In an email, Killion said his staff is “reviewing the recent filings of utilities with the PUC and working to determine the number of affected customers and the size of the needed assistance package.”
Pennsylvania still has $1.3 billion in flexible federal stimulus dollars it can spend on assistance programs like Killion’s. In May, Wolf and lawmakers agreed on a $2.6 billion package that sent millions to struggling nursing homes, created a grant program for small businesses, and provided rental assistance to households at risk of eviction.
While some in Harrisburg are waiting to see if Congress will allow states to use any remaining funds to make up for lost revenue — which could total $5 billion in Pennsylvania — lawmakers can’t sit on these dollars forever. The money must be spent by Dec. 30.
Seniors, families with children, and those who have been recently laid off because of the pandemic are vulnerable to utility shutoffs, especially as more people stay home in the summer to escape the heat, said Elizabeth Marx, an attorney with the Pennsylvania Utility Law Project.
“Sheltering in place has raised utility costs for a lot of households,” Marx said. “When you’re home all day long, you use a lot more water. Your kids don’t go to school, so you use a lot more electricity. All of those things are causing costs to go up on residential consumers.”
Pennsylvania has already offered some financial assistance to these households.
With $34.9 million from the federal CARES Act, the state Department of Human Services in May began offering crisis payments of up to $800 through an existing program that provides funds to low-income households that need help paying energy bills.
The state had approved more than 36,000 applications as of Thursday, a department spokesperson said. The program will end on Aug. 31 or earlier if the funds run out.
But existing programs have clear income requirements, meaning families that have not struggled financially before may have little recourse other than negotiating a payment plan or hoping a utility company expands its hardship program.
In a June 30 letter to lawmakers, the PUC’s four commissioners cited those restrictions as an obstacle in need of a fix.
“While many utility customers have been able to keep up with their bills during the moratorium, many others have not, some for the first time,” the commissioners wrote. “We understand that the crisis has affected not only low-income customers, but also customers with incomes higher than the federal poverty guidelines.”

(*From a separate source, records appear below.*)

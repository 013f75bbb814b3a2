//! Audio input, distribution, and shaping.
//!
//! This module provides:
//! - Whole-file decoding via Symphonia (WAV, MP3, FLAC, AAC)
//! - The lock-free sample bus between the real-time callback and workers
//! - Band-limited resampling and channel-to-beam mapping
//! - WAV capture of the live stream

pub mod bus;
pub mod capture;
pub mod loader;
pub mod points;
pub mod resampler;
pub mod synth;

pub use bus::{AudioBlock, BlockPublisher, BusShape, BusStats, ConsumerHandle, ReadError, SampleBus};
pub use capture::{CaptureError, CapturedAudio, WavCapture};
pub use loader::{load_audio, AudioData, DecodeError, FrameChunks};
pub use points::{BeamFrame, BeamPoint, ChannelLayout, PointShaper, DEFAULT_POINT_RATE};
pub use resampler::LanczosResampler;
pub use synth::{generate_lissajous, generate_sine, generate_stereo_sine, generate_white_noise, write_wav};
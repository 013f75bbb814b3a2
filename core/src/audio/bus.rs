//! Single-writer, multi-reader distribution of fixed-size audio blocks.
//!
//! The real-time audio callback owns the [`BlockPublisher`]; any number of
//! background threads each own a [`ConsumerHandle`]. Every consumer has a
//! private bounded queue, so a slow reader only ever loses its own history:
//! when its queue is full, publishing evicts that reader's oldest block.
//!
//! Publishing never blocks, never wakes a reader and, once the block pool is
//! warm, never allocates or frees. Readers poll their queue in short park
//! slices instead. Blocks are reference counted; a block returns to the pool
//! when the last reader that received it calls
//! [`ConsumerHandle::mark_consumed`] (or reads the next block).

use std::sync::atomic::{AtomicBool, AtomicU64, Ordering};
use std::sync::Arc;
use std::time::{Duration, Instant};

use arc_swap::ArcSwap;
use crossbeam::sync::{Parker, Unparker};
use crossbeam::utils::Backoff;
use crossbeam_queue::ArrayQueue;

/// Upper bound on a single park. Bounds the latency between a publish and
/// the reader noticing it, since the publisher never unparks readers.
pub const PARK_SLICE: Duration = Duration::from_millis(1);

/// Fixed geometry of every block moving through a bus.
#[derive(Debug, Clone, Copy, PartialEq, Eq)]
pub struct BusShape {
    /// Interleaved channels per frame.
    pub channels: usize,
    /// Frames (samples per channel) per block.
    pub frames: usize,
    /// Default per-consumer queue depth, in blocks.
    pub queue_depth: usize,
}

impl BusShape {
    pub fn new(channels: usize, frames: usize) -> Self {
        Self {
            channels: channels.max(1),
            frames: frames.max(1),
            queue_depth: 8,
        }
    }

    pub fn with_queue_depth(mut self, depth: usize) -> Self {
        self.queue_depth = depth.max(1);
        self
    }

    /// Number of interleaved samples in one block.
    pub fn block_len(&self) -> usize {
        self.channels * self.frames
    }
}

/// One published block of interleaved samples.
///
/// Immutable once published: the publisher only writes into blocks that no
/// reader holds.
#[derive(Debug)]
pub struct AudioBlock {
    sequence: u64,
    channels: usize,
    samples: Vec<f32>,
}

impl AudioBlock {
    fn empty(shape: &BusShape) -> Self {
        Self {
            sequence: 0,
            channels: shape.channels,
            samples: vec![0.0; shape.block_len()],
        }
    }

    /// Monotonic sequence id assigned at publish time.
    pub fn sequence(&self) -> u64 {
        self.sequence
    }

    pub fn channels(&self) -> usize {
        self.channels
    }

    pub fn frames(&self) -> usize {
        self.samples.len() / self.channels
    }

    /// Interleaved samples.
    pub fn samples(&self) -> &[f32] {
        &self.samples
    }

    /// Iterate over frames, each a slice of `channels` samples.
    pub fn frames_iter(&self) -> impl Iterator<Item = &[f32]> {
        self.samples.chunks_exact(self.channels)
    }
}

/// Why a read returned without a block.
#[derive(Debug, Clone, Copy, PartialEq, Eq, thiserror::Error)]
pub enum ReadError {
    #[error("no block arrived before the timeout")]
    TimedOut,
    #[error("consumer is unregistered or the bus is closed")]
    Closed,
}

struct ConsumerSlot {
    id: u64,
    queue: ArrayQueue<Arc<AudioBlock>>,
    unparker: Unparker,
    dropped: AtomicU64,
    detached: AtomicBool,
}

struct BusShared {
    shape: BusShape,
    consumers: ArcSwap<Vec<Arc<ConsumerSlot>>>,
    next_consumer_id: AtomicU64,
    closed: AtomicBool,
    published: AtomicU64,
    allocations: AtomicU64,
}

impl BusShared {
    fn detach(&self, id: u64) {
        self.consumers.rcu(|current| {
            current
                .iter()
                .filter(|slot| slot.id != id)
                .cloned()
                .collect::<Vec<_>>()
        });
    }
}

/// Counters describing bus activity.
#[derive(Debug, Clone, Copy, Default, PartialEq, Eq)]
pub struct BusStats {
    pub published: u64,
    /// Blocks allocated after the pool and its spares were exhausted.
    pub allocations: u64,
    pub consumers: usize,
}

/// Registry side of the bus. Cheap to clone and share with background threads.
#[derive(Clone)]
pub struct SampleBus {
    shared: Arc<BusShared>,
}

impl SampleBus {
    /// Create a bus and its single publisher.
    pub fn new(shape: BusShape) -> (Self, BlockPublisher) {
        let shared = Arc::new(BusShared {
            shape,
            consumers: ArcSwap::from_pointee(Vec::new()),
            next_consumer_id: AtomicU64::new(0),
            closed: AtomicBool::new(false),
            published: AtomicU64::new(0),
            allocations: AtomicU64::new(0),
        });

        // Enough blocks for every queue slot of a handful of consumers plus
        // the one being written.
        let pool_size = shape.queue_depth * 4 + 2;
        let pool = (0..pool_size)
            .map(|_| Arc::new(AudioBlock::empty(&shape)))
            .collect();

        let publisher = BlockPublisher {
            shared: shared.clone(),
            pool,
            spare: Vec::with_capacity(pool_size),
            next_slot: 0,
            sequence: 0,
            staging: vec![0.0; shape.block_len()],
            staged: 0,
        };

        (Self { shared }, publisher)
    }

    pub fn shape(&self) -> BusShape {
        self.shared.shape
    }

    /// Register a reader using the bus's default queue depth.
    pub fn register_consumer(&self) -> ConsumerHandle {
        self.register_consumer_with_depth(self.shared.shape.queue_depth)
    }

    /// Register a reader with its own lag tolerance.
    pub fn register_consumer_with_depth(&self, depth: usize) -> ConsumerHandle {
        let parker = Parker::new();
        let slot = Arc::new(ConsumerSlot {
            id: self.shared.next_consumer_id.fetch_add(1, Ordering::Relaxed),
            queue: ArrayQueue::new(depth.max(1)),
            unparker: parker.unparker().clone(),
            dropped: AtomicU64::new(0),
            detached: AtomicBool::new(false),
        });

        self.shared.consumers.rcu(|current| {
            let mut next = Vec::with_capacity(current.len() + 1);
            next.extend(current.iter().cloned());
            next.push(slot.clone());
            next
        });
        log::debug!("sample bus: registered consumer {}", slot.id);

        ConsumerHandle {
            shared: self.shared.clone(),
            slot,
            parker,
            current: None,
        }
    }

    /// Remove a reader. Equivalent to dropping the handle.
    pub fn unregister_consumer(&self, handle: ConsumerHandle) {
        drop(handle);
    }

    /// Close the bus: every blocked reader wakes and sees [`ReadError::Closed`]
    /// once its queue is drained.
    ///
    /// Called from control threads only; the publisher never unparks.
    pub fn close(&self) {
        self.shared.closed.store(true, Ordering::Release);
        for slot in self.shared.consumers.load().iter() {
            slot.unparker.unpark();
        }
    }

    pub fn is_closed(&self) -> bool {
        self.shared.closed.load(Ordering::Acquire)
    }

    pub fn stats(&self) -> BusStats {
        BusStats {
            published: self.shared.published.load(Ordering::Relaxed),
            allocations: self.shared.allocations.load(Ordering::Relaxed),
            consumers: self.shared.consumers.load().len(),
        }
    }
}

/// The single writer. Owned by the real-time audio path.
pub struct BlockPublisher {
    shared: Arc<BusShared>,
    pool: Vec<Arc<AudioBlock>>,
    /// Blocks that left the pool and came back through eviction. Capacity is
    /// reserved up front so parking one here never allocates.
    spare: Vec<Arc<AudioBlock>>,
    next_slot: usize,
    sequence: u64,
    staging: Vec<f32>,
    staged: usize,
}

impl BlockPublisher {
    pub fn shape(&self) -> BusShape {
        self.shared.shape
    }

    /// Publish exactly one block of interleaved samples.
    ///
    /// Shorter input is zero-padded and longer input truncated to the bus's
    /// block length. Returns the sequence id given to the block.
    pub fn publish(&mut self, interleaved: &[f32]) -> u64 {
        let sequence = self.sequence;
        self.sequence += 1;

        let index = self.writable_slot();
        if let Some(data) = Arc::get_mut(&mut self.pool[index]) {
            let n = interleaved.len().min(data.samples.len());
            data.samples[..n].copy_from_slice(&interleaved[..n]);
            data.samples[n..].fill(0.0);
            data.sequence = sequence;
        }

        let block = self.pool[index].clone();
        self.distribute(&block);
        self.next_slot = (index + 1) % self.pool.len();
        sequence
    }

    /// Accumulate an arbitrary number of interleaved samples, publishing a
    /// block every time one fills up. Host callbacks rarely match the bus's
    /// block size, so this is the usual entry point from an audio callback.
    pub fn write(&mut self, interleaved: &[f32]) {
        let mut rest = interleaved;
        while !rest.is_empty() {
            let room = self.staging.len() - self.staged;
            let n = room.min(rest.len());
            self.staging[self.staged..self.staged + n].copy_from_slice(&rest[..n]);
            self.staged += n;
            rest = &rest[n..];

            if self.staged == self.staging.len() {
                let staging = std::mem::take(&mut self.staging);
                self.publish(&staging);
                self.staging = staging;
                self.staged = 0;
            }
        }
    }

    /// Index of a pooled block no reader holds. When every pooled block is
    /// still in flight, the next slot takes a spare block (or, failing that, a
    /// fresh allocation) and its old block is left to whichever readers still
    /// hold it. The old block is never the last reference, so replacing it
    /// frees nothing here.
    fn writable_slot(&mut self) -> usize {
        let len = self.pool.len();
        for offset in 0..len {
            let index = (self.next_slot + offset) % len;
            if Arc::strong_count(&self.pool[index]) == 1 {
                return index;
            }
        }

        let replacement = match self.spare.pop() {
            Some(block) => block,
            None => {
                self.shared.allocations.fetch_add(1, Ordering::Relaxed);
                Arc::new(AudioBlock::empty(&self.shared.shape))
            }
        };
        self.pool[self.next_slot] = replacement;
        self.next_slot
    }

    /// Queue `block` for every live consumer. Only touches atomics and
    /// lock-free queues.
    fn distribute(&mut self, block: &Arc<AudioBlock>) {
        let consumers = self.shared.consumers.load();
        for slot in consumers.iter() {
            if slot.detached.load(Ordering::Relaxed) {
                continue;
            }
            if let Some(evicted) = slot.queue.force_push(block.clone()) {
                slot.dropped.fetch_add(1, Ordering::Relaxed);
                self.recycle(evicted);
            }
        }
        self.shared.published.fetch_add(1, Ordering::Relaxed);
    }

    /// Keep an evicted block that nobody else holds instead of freeing it.
    fn recycle(&mut self, block: Arc<AudioBlock>) {
        if Arc::strong_count(&block) == 1 && self.spare.len() < self.spare.capacity() {
            self.spare.push(block);
        }
    }
}

/// A registered reader with its own cursor and queue.
pub struct ConsumerHandle {
    shared: Arc<BusShared>,
    slot: Arc<ConsumerSlot>,
    parker: Parker,
    current: Option<Arc<AudioBlock>>,
}

impl ConsumerHandle {
    pub fn id(&self) -> u64 {
        self.slot.id
    }

    /// Blocks evicted from this consumer's queue because it fell behind.
    pub fn dropped(&self) -> u64 {
        self.slot.dropped.load(Ordering::Relaxed)
    }

    /// Blocks waiting to be read.
    pub fn pending(&self) -> usize {
        self.slot.queue.len()
    }

    /// Wait up to `timeout` for the next block.
    ///
    /// Blocks only the calling thread, re-checking the queue at least every
    /// [`PARK_SLICE`]. Any block returned by a previous read is released first.
    pub fn read(&mut self, timeout: Duration) -> Result<&AudioBlock, ReadError> {
        self.current = None;
        let deadline = Instant::now() + timeout;
        let backoff = Backoff::new();

        loop {
            if let Some(block) = self.slot.queue.pop() {
                let block: &AudioBlock = self.current.insert(block);
                return Ok(block);
            }
            if self.slot.detached.load(Ordering::Acquire)
                || self.shared.closed.load(Ordering::Acquire)
            {
                return Err(ReadError::Closed);
            }

            let now = Instant::now();
            if now >= deadline {
                return Err(ReadError::TimedOut);
            }

            if backoff.is_completed() {
                self.parker.park_timeout((deadline - now).min(PARK_SLICE));
            } else {
                backoff.snooze();
            }
        }
    }

    /// Take the next block if one is queued, without waiting.
    pub fn try_read(&mut self) -> Option<&AudioBlock> {
        self.current = None;
        let block = self.slot.queue.pop()?;
        let block: &AudioBlock = self.current.insert(block);
        Some(block)
    }

    /// Release the block returned by the last read.
    pub fn mark_consumed(&mut self) {
        self.current = None;
    }
}

impl Drop for ConsumerHandle {
    fn drop(&mut self) {
        self.slot.detached.store(true, Ordering::Release);
        self.shared.detach(self.slot.id);
        while self.slot.queue.pop().is_some() {}
        log::debug!("sample bus: unregistered consumer {}", self.slot.id);
    }
}
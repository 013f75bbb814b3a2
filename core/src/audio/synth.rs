//! Synthetic test signals.
//!
//! Oscilloscope music is stereo by nature, so most generators here produce
//! interleaved left/right frames that trace a figure on the XY display.

use std::f32::consts::PI;
use std::path::Path;

use super::loader::AudioData;

/// Generate a mono sine wave.
///
/// # Arguments
/// * `frequency` - Frequency in Hz
/// * `sample_rate` - Sample rate in Hz
/// * `duration` - Duration in seconds
/// * `amplitude` - Amplitude (0.0 to 1.0)
pub fn generate_sine(frequency: f32, sample_rate: u32, duration: f32, amplitude: f32) -> Vec<f32> {
    let num_samples = (duration * sample_rate as f32) as usize;
    (0..num_samples)
        .map(|i| {
            let t = i as f32 / sample_rate as f32;
            amplitude * (2.0 * PI * frequency * t).sin()
        })
        .collect()
}

/// Same sine on both channels: a diagonal line on the XY display.
pub fn generate_stereo_sine(
    frequency: f32,
    sample_rate: u32,
    duration: f32,
    amplitude: f32,
) -> AudioData {
    let mono = generate_sine(frequency, sample_rate, duration, amplitude);
    let samples = mono.iter().flat_map(|&s| [s, s]).collect();
    AudioData {
        samples,
        sample_rate,
        channels: 2,
    }
}

/// Lissajous figure: sine at `fx` on the left channel, cosine at `fy` on
/// the right. Equal frequencies trace a circle.
pub fn generate_lissajous(
    fx: f32,
    fy: f32,
    sample_rate: u32,
    duration: f32,
    amplitude: f32,
) -> AudioData {
    let num_frames = (duration * sample_rate as f32) as usize;
    let mut samples = Vec::with_capacity(num_frames * 2);
    for i in 0..num_frames {
        let t = i as f32 / sample_rate as f32;
        samples.push(amplitude * (2.0 * PI * fx * t).sin());
        samples.push(amplitude * (2.0 * PI * fy * t).cos());
    }
    AudioData {
        samples,
        sample_rate,
        channels: 2,
    }
}

/// Generate white noise.
///
/// Uses a simple linear congruential generator for reproducibility.
pub fn generate_white_noise(
    sample_rate: u32,
    duration: f32,
    amplitude: f32,
    seed: u64,
) -> Vec<f32> {
    let num_samples = (duration * sample_rate as f32) as usize;

    let mut state = seed;
    let a: u64 = 6364136223846793005;
    let c: u64 = 1442695040888963407;

    (0..num_samples)
        .map(|_| {
            state = state.wrapping_mul(a).wrapping_add(c);
            let normalized = (state as f32 / u64::MAX as f32) * 2.0 - 1.0;
            amplitude * normalized
        })
        .collect()
}

/// Write interleaved samples to a 32-bit float WAV file.
pub fn write_wav(path: &Path, audio: &AudioData) -> Result<(), hound::Error> {
    let spec = hound::WavSpec {
        channels: audio.channels as u16,
        sample_rate: audio.sample_rate,
        bits_per_sample: 32,
        sample_format: hound::SampleFormat::Float,
    };
    let mut writer = hound::WavWriter::create(path, spec)?;
    for &sample in &audio.samples {
        writer.write_sample(sample)?;
    }
    writer.finalize()
}

#[cfg(test)]
mod tests {
    use super::*;

    #[test]
    fn test_generate_sine() {
        let samples = generate_sine(440.0, 44100, 1.0, 0.5);
        assert_eq!(samples.len(), 44100);

        let max = samples.iter().cloned().fold(0.0f32, f32::max);
        assert!((max - 0.5).abs() < 0.01);
    }

    #[test]
    fn test_stereo_sine_duplicates_channels() {
        let audio = generate_stereo_sine(1000.0, 48000, 0.1, 0.8);
        assert_eq!(audio.channels, 2);
        assert_eq!(audio.num_frames(), 4800);
        for frame in audio.samples.chunks_exact(2) {
            assert_eq!(frame[0], frame[1]);
        }
    }

    #[test]
    fn test_lissajous_circle_has_constant_radius() {
        let audio = generate_lissajous(100.0, 100.0, 48000, 0.05, 0.5);
        for frame in audio.samples.chunks_exact(2) {
            let r = (frame[0] * frame[0] + frame[1] * frame[1]).sqrt();
            assert!((r - 0.5).abs() < 1e-3);
        }
    }

    #[test]
    fn test_generate_white_noise() {
        let samples = generate_white_noise(44100, 1.0, 1.0, 12345);
        assert_eq!(samples.len(), 44100);

        let has_positive = samples.iter().any(|&s| s > 0.0);
        let has_negative = samples.iter().any(|&s| s < 0.0);
        assert!(has_positive && has_negative);
    }

    #[test]
    fn test_write_wav_round_trips_through_loader() {
        let dir = tempfile::tempdir().unwrap();
        let path = dir.path().join("tone.wav");
        let audio = generate_stereo_sine(1000.0, 44100, 0.25, 0.5);
        write_wav(&path, &audio).unwrap();

        let loaded = super::super::loader::load_audio(&path).unwrap();
        assert_eq!(loaded.sample_rate, 44100);
        assert_eq!(loaded.channels, 2);
        assert_eq!(loaded.num_frames(), audio.num_frames());
    }
}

In a memo seeking support from his colleagues, Killion said his plan would provide additional funding to existing programs for low-income customers and expand eligibility to people who have lost income due to the pandemic.
John Kelemen, a spokesperson for Killion, said the senator expects to introduce the bill “in the very near future.”
“Leadership knows it is a top priority for Sen. Killion,” Kelemen said.
Dutrieuille, chair of the PUC, recommended last week that utility companies adopt other protections including waiving late fees and establishing flexible payment plans for all customers. Some utilities have similar plans in place.
In May, PPL Electric Utilities, which serves 1.4 million households in Pennsylvania, told the PUC it would increase the number of times it attempts to reach a customer before terminating service and offer for large balances monthly payment plans that are not solely based on income.
Still, Emma Horst-Martz, a campaign associate for PennPIRG, said there are fears those programs won’t be enough to keep the lights on for many Pennsylvania households.
“All of these utility conversations sound really nitty-gritty, like it’s meant for policy wonks,” Horst-Martz said. “But when you break it down, the reality [is] that not being able to pay a $60 utility bill for one month could land you in a spot where you lose electricity that keeps your fridge running, keeps your food cold, you can’t have a fan or air-conditioning during the hot summer months, you don’t have internet to find a new job. This will have serious impacts on everyday people.”